It is appalling how ambidextrous minorities are trodden on here. Where is BklynKen when you need him?!
We've taken too much for granted ... and all the time it had grown ...
From techno seeds we first planted ... evolved a mind of its own ...

uwe

Quote from: Basvarken on March 21, 2024, 02:23:42 PM
No, they sound (and look) like a parody.
And she takes the least attractive aspects of RJD an then exaggerates them terribly.
Really doesn't do him justice.
The old men with their dyed black hair (or wigs) and terrible wardrobe don't sound very inspired. Batio's guitar solo is hilariously lacking any pointe or tastefulness.
Really downright horrible.

Himmel, it's a tribute, you sourpuss. By a 22 year old girl - with a bunch of old geezers, two of which have heard the original, smiling appreciatively.
We've taken too much for granted ... and all the time it had grown ...
From techno seeds we first planted ... evolved a mind of its own ...

westen44

It's not those who write the laws that have the greatest impact on society.  It's those who write the songs.

--Blaise Pascal

doombass

I think it was a nice enough job, except that Batio's speedy solo parts sounds totally out of context. It's more like the Super Mario Bros theme sped up x20.

Basvarken

Quote from: uwe on March 21, 2024, 06:27:24 PM
Himmel, it's a tribute, you sourpuss. By a 22 year old girl - with a bunch of old geezers, two of which have heard the original, smiling appreciatively.

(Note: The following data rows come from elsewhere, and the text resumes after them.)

/// Errors from content store operations.
#[derive(Debug, thiserror::Error)]
pub enum StoreError {
    /// A stored document could not be parsed, or a post could not be
    /// serialized for writing.
    #[error("serialization error: {0}")]
    Serialization(#[from] serde_json::Error),

    /// I/O error from the local file store.
    #[error("I/O error: {0}")]
    Io(#[from] std::io::Error),

    /// Transport failure talking to the remote bucket API.
    #[error("remote request failed: {0}")]
    Http(#[from] reqwest::Error),

    /// The remote bucket API answered with a non-success status.
    #[error("remote store returned status {status}: {body}")]
    RemoteStatus { status: u16, body: String },
}

/// Result alias for store operations.
pub type StoreResult<T> = Result<T, StoreError>;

Haha, really? Next thing we know you have bought all their CDs because you've read Ritchie likes them.  ;D
www.brooksbassguitars.com
www.thegibsonbassbook.com

uwe

#4162
Actually no, I've always preferred Ozzabbath to Diobath (well-crafted as their music was). Why? I find Ozzabbath has a higher pop content! I'm serious!! Ozzy sang these simple, catchy, somewhat childlike lullaby melodies over Iommi's and Butler's doomsday riffage and Ward's always swinging accompaniment. Dio's vocal melodies are much less immediate to me (his work with Elf being the exception, but there pianist Mickey Lee Soule had a great influence in creating Dio's lines).

There isn't a Sabbath song with Ozzy you can't hum after hearing it once. Most of Dio's melodies are inhummable. Ozzy is a great Beatles fan, you hear that.



Dio, great singer he was, can pull off charming naivety only rarely:



And here you hear Dio's Achilles Heel, his inability to sing a tough falsetto:



Blackmore called it disparagingly "his little girlie voice when he went high". While he fell in love with Dio's voice initially, he realized after three Rainbow studio albums that he was also very limited in what he could do.

So no, I have an appreciation of Ronnie, but I've never been a die-hard fan, I'm a Bonnet disciple.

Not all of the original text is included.